Kenton, can you tell us about your background?
I worked for Google for seven and a half years, ending at the end of last year. I worked on a few things there, I worked on search infrastructure for a while, helping to launch universal search. For a while I worked on sharing and access control for things like Google Docs, when you click on the share button on Google Docs the stuff you see there I wrote the infrastructure to enforce it. I'm probably best known for my work on Protocol Buffers, which is the data interchange format used by all of Google's servers to talk to each other, and for a lot of Google's storage. I didn't invent Protocol Buffers but I rewrote it and I open sourced it. Now there are probably thousands of companies using it, including companies like Twitter, and even Blizzard, gaming companies.

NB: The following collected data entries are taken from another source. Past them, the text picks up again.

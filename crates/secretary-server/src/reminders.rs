//! Background reminder loop.

use std::{sync::Arc, time::Duration};

use secretary_agenda::{Notifier, ReminderPolicy, SweepState, sweep};
use secretary_core::{clock::Clock, store::RecordStore};
use tokio::time::{MissedTickBehavior, interval};
use tracing::{info, warn};

/// Sweep for due reminders every `period`, forever.
pub async fn run<S, N, C>(
  store: Arc<S>,
  notifier: N,
  clock: C,
  policy: ReminderPolicy,
  period: Duration,
)
where
  S: RecordStore,
  N: Notifier,
  C: Clock,
{
  info!(?policy, period_secs = period.as_secs(), "reminder loop started");

  let mut ticker = interval(period);
  ticker.set_missed_tick_behavior(MissedTickBehavior::Delay);
  let mut state = SweepState::default();

  loop {
    ticker.tick().await;
    if let Err(e) = sweep(store.as_ref(), &notifier, &policy, &mut state, clock.now()).await {
      warn!(error = %e, "reminder sweep failed");
    }
  }
}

What is Sandstorm? Where's it come from, how did you come up with it, and can you tell us some examples of what you can do with it?

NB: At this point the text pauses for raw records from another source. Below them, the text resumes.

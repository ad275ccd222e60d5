//! Temporal normaliser: resolves the date and time an utterance refers to.
//!
//! Pipeline, first success wins:
//!   raw &str
//!     ├─ parse_relative()   "in N minutes/hours/days/weeks"
//!     └─ parse_absolute()
//!          ├─ date: day word → weekday → numeric date (later tiers override)
//!          └─ time: HH:MM → part-of-day word → default 10:00
//!
//! Every extractor is a pure function of `(text, now)` returning a [`Found`]
//! with the byte span it matched. Nothing here fails: a phrase that cannot be
//! resolved (e.g. `31.02`) is simply "not found".

use std::sync::LazyLock;

use chrono::{
  Datelike, NaiveDate, NaiveDateTime, NaiveTime, TimeDelta, Weekday,
};
use regex::{Captures, Regex};

use crate::{
  lexicon::{
    self, DAY_WORDS, DEFAULT_CLOCK, DEFAULT_EVENT_MINUTES, EVENT_WEEKDAYS,
    LEADING_WEEKDAYS, PARTS_OF_DAY, RelativeUnit,
  },
  span::{Found, collapse_whitespace},
};

// ─── Patterns ────────────────────────────────────────────────────────────────

pub(crate) static RELATIVE_RE: LazyLock<Regex> = LazyLock::new(|| {
  Regex::new(
    r"(?i)\bin\s+(\d{1,9})\s*(minutes|minute|mins|min|hours|hour|hrs|hr|h|days|day|weeks|week|wks|wk)\b",
  )
  .expect("valid relative offset regex")
});

pub(crate) static DAY_WORD_RE: LazyLock<Regex> = LazyLock::new(|| {
  Regex::new(r"(?i)\b(day\s+after\s+tomorrow|tomorrow|today|tonight)\b")
    .expect("valid day word regex")
});

pub(crate) static ON_WEEKDAY_RE: LazyLock<Regex> = LazyLock::new(|| {
  let names = lexicon::weekday_alternation(EVENT_WEEKDAYS);
  Regex::new(&format!(r"(?i)\bon\s+({names})\b")).expect("valid weekday regex")
});

pub(crate) static LEADING_WEEKDAY_RE: LazyLock<Regex> = LazyLock::new(|| {
  let names = lexicon::weekday_alternation(LEADING_WEEKDAYS);
  Regex::new(&format!(r"(?i)^\s*({names})\b")).expect("valid weekday regex")
});

pub(crate) static DATE_RE: LazyLock<Regex> = LazyLock::new(|| {
  Regex::new(r"\b(\d{1,2})[./](\d{1,2})(?:[./](\d{2,4}))?\b")
    .expect("valid numeric date regex")
});

pub(crate) static TIME_RE: LazyLock<Regex> = LazyLock::new(|| {
  Regex::new(r"\b([01]?\d|2[0-3]):([0-5]\d)\b").expect("valid clock regex")
});

static PART_OF_DAY_RE: LazyLock<Regex> = LazyLock::new(|| {
  Regex::new(r"(?i)\b(morning|afternoon|evening|tonight|night)\b")
    .expect("valid part-of-day regex")
});

// ─── Slot ────────────────────────────────────────────────────────────────────

/// A resolved start with its provisional end (start + 30 minutes).
#[derive(Debug, Clone, Copy, PartialEq, Eq)]
pub struct Slot {
  pub start: NaiveDateTime,
  pub end:   NaiveDateTime,
}

impl Slot {
  fn starting_at(start: NaiveDateTime) -> Option<Self> {
    let end = start.checked_add_signed(TimeDelta::minutes(DEFAULT_EVENT_MINUTES))?;
    Some(Self { start, end })
  }
}

/// Resolve the time slot an utterance refers to, if any.
///
/// A relative offset takes priority; when one is present absolute parsing is
/// skipped entirely.
pub fn parse_slot(text: &str, now: NaiveDateTime) -> Option<Slot> {
  if let Some(found) = parse_relative(text, now) {
    return Some(found.value);
  }
  parse_absolute(text, now)
}

// ─── Relative offsets ────────────────────────────────────────────────────────

/// `in N <unit>` → `now + N * unit`.
pub fn parse_relative(text: &str, now: NaiveDateTime) -> Option<Found<Slot>> {
  let caps = RELATIVE_RE.captures(text)?;
  let n: i64 = caps[1].parse().ok()?;
  let offset = match RelativeUnit::from_word(&caps[2])? {
    RelativeUnit::Minutes => TimeDelta::try_minutes(n)?,
    RelativeUnit::Hours => TimeDelta::try_hours(n)?,
    RelativeUnit::Days => TimeDelta::try_days(n)?,
    RelativeUnit::Weeks => TimeDelta::try_weeks(n)?,
  };
  let slot = Slot::starting_at(now.checked_add_signed(offset)?)?;
  Some(Found::new(slot, whole_match(&caps)))
}

// ─── Absolute dates and times ────────────────────────────────────────────────

/// Resolve a named or numeric date plus a clock time.
///
/// When only a time is present the date is today. When only a date is
/// present the time is 10:00. With neither, there is no slot.
pub fn parse_absolute(text: &str, now: NaiveDateTime) -> Option<Slot> {
  let today = now.date();
  let mut date: Option<NaiveDate> = None;

  if let Some(found) = find_day_word(text, today) {
    date = Some(found.value);
  }
  if let Some(found) = find_event_weekday(text) {
    date = Some(resolve_weekday(now, found.value));
  }
  if let Some(found) = find_numeric_date(text, now) {
    date = Some(found.value);
  }

  let time = find_clock_time(text)
    .or_else(|| find_part_of_day(text))
    .map(|found| found.value);

  let start = match (date, time) {
    (_, Some(time)) => date.unwrap_or(today).and_time(time),
    (Some(date), None) => date.and_time(lexicon::clock(DEFAULT_CLOCK)),
    (None, None) => return None,
  };
  Slot::starting_at(start)
}

/// "today", "tomorrow", "day after tomorrow", "tonight".
pub fn find_day_word(text: &str, today: NaiveDate) -> Option<Found<NaiveDate>> {
  let caps = DAY_WORD_RE.captures(text)?;
  let word = collapse_whitespace(&caps[1].to_lowercase());
  let offset = DAY_WORDS
    .iter()
    .find(|(name, _)| *name == word)
    .map(|&(_, days)| days)?;
  let date = today.checked_add_signed(TimeDelta::days(offset))?;
  Some(Found::new(date, whole_match(&caps)))
}

/// A weekday introduced by "on", or a weekday as the first word. The leading
/// form wins when both are present.
pub fn find_event_weekday(text: &str) -> Option<Found<Weekday>> {
  let mut found = None;
  for re in [&*ON_WEEKDAY_RE, &*LEADING_WEEKDAY_RE] {
    if let Some(caps) = re.captures(text)
      && let Some(weekday) = lexicon::lookup_weekday(EVENT_WEEKDAYS, &caps[1])
    {
      found = Some(Found::new(weekday, whole_match(&caps)));
    }
  }
  found
}

/// The next occurrence of `weekday` strictly after `now`'s date.
///
/// If `now` already falls on that weekday the result is a full week ahead.
pub fn resolve_weekday(now: NaiveDateTime, weekday: Weekday) -> NaiveDate {
  let current = now.weekday().num_days_from_monday() as i64;
  let target = weekday.num_days_from_monday() as i64;
  let mut ahead = (target - current).rem_euclid(7);
  if ahead == 0 {
    ahead = 7;
  }
  now.date() + TimeDelta::days(ahead)
}

/// `D.M`, `D.M.YY`, or `D.M.YYYY` (slashes also accepted).
///
/// Only the first numeric date in the text is considered; an impossible
/// calendar date means "no date".
pub fn find_numeric_date(text: &str, now: NaiveDateTime) -> Option<Found<NaiveDate>> {
  let caps = DATE_RE.captures(text)?;
  let date = date_from_captures(&caps, now)?;
  Some(Found::new(date, whole_match(&caps)))
}

/// Build a date from day/month and an optional year.
///
/// Two-digit years map to `2000 + value`. Without a year, the current year is
/// used unless that day has already passed, in which case it rolls forward.
pub fn resolve_numeric_date(
  day: u32,
  month: u32,
  year: Option<i32>,
  now: NaiveDateTime,
) -> Option<NaiveDate> {
  let year = match year {
    Some(y) if y < 100 => 2000 + y,
    Some(y) => y,
    None if (month, day) < (now.month(), now.day()) => now.year() + 1,
    None => now.year(),
  };
  NaiveDate::from_ymd_opt(year, month, day)
}

pub(crate) fn date_from_captures(caps: &Captures<'_>, now: NaiveDateTime) -> Option<NaiveDate> {
  let day: u32 = caps.get(1)?.as_str().parse().ok()?;
  let month: u32 = caps.get(2)?.as_str().parse().ok()?;
  let year = match caps.get(3) {
    Some(m) => Some(m.as_str().parse::<i32>().ok()?),
    None => None,
  };
  resolve_numeric_date(day, month, year, now)
}

/// The first `HH:MM` in the text.
pub fn find_clock_time(text: &str) -> Option<Found<NaiveTime>> {
  let caps = TIME_RE.captures(text)?;
  let hour: u32 = caps[1].parse().ok()?;
  let minute: u32 = caps[2].parse().ok()?;
  let time = NaiveTime::from_hms_opt(hour, minute, 0)?;
  Some(Found::new(time, whole_match(&caps)))
}

/// "morning", "afternoon", "evening", "tonight", "night".
pub fn find_part_of_day(text: &str) -> Option<Found<NaiveTime>> {
  let caps = PART_OF_DAY_RE.captures(text)?;
  let word = caps[1].to_lowercase();
  let time = PARTS_OF_DAY
    .iter()
    .find(|(name, _)| *name == word)
    .map(|&(_, hm)| lexicon::clock(hm))?;
  Some(Found::new(time, whole_match(&caps)))
}

fn whole_match(caps: &Captures<'_>) -> std::ops::Range<usize> {
  caps.get(0).map_or(0..0, |m| m.range())
}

For the past year and a half since I left Google I have been working on a couple of things, one is Cap'n Proto, a replacement for Protocol Buffers and RPC system. Sandstorm is built on top of that. Sandstorm is a radically easier way to run personal instances of web apps. It let's you have your own personal server and install apps to it entirely through a web interface like you are installing apps on a mobile phone. So there's no editing of config files or running commands at a command line. An end user, a non-technical user, can actually use Sandstorm and run apps on it. You run apps like email or document editors or blogging platforms, anything that involves personal data owned by a particular user makes sense on Sandstorm.
Would you use Sandstorm on a cloud like Amazon or Rackspace or CenturyLink Cloud? Or would you use it on your own laptop, how does that work?
Sandstorm is open source, so you can run it anywhere you want. We think most users probably want to use it in the cloud to get the benefits of being able to reach their server wherever they are regardless of the current state of their internet connection. You really wouldn't run it on a laptop, certainly, because a laptop is not running most of the time. You could, and many users do, run it on a machine on their home network for increased privacy. What we hope to see is a combination of some users doing that and a lot of users using cloud hosting services. We plan to offer a managed hosting service ourselves for something like $5 a month to help fun development. So its up to you, Either way you can install the software you want, there are no limits.
How big is the catalog of software? Besides blogging and email applications, how long has Sandstorm been around?
I started working on Sandstorm at the beginning of this year  so it hasn't been around very long. It sort of became usable a couple of months ago and we've been porting a lot of apps to it. Most of the apps that exist right now are things that we ported ourselves from open source apps. Since its based on containers we can take any Linux based tech stack and port it to Sandstorm. We have about 10-15 apps right now. There's things like Wordpress and Ghost, blogging apps, there's Etherpad and EtherCalc, document and spreadsheet editors. We ported Apache Wave, formerly known as Google Wave, you can now run that on Sandstorm. You can go try out the whole list if you go to demo.sandstorm.io, you can try installing any of these apps and see for yourself.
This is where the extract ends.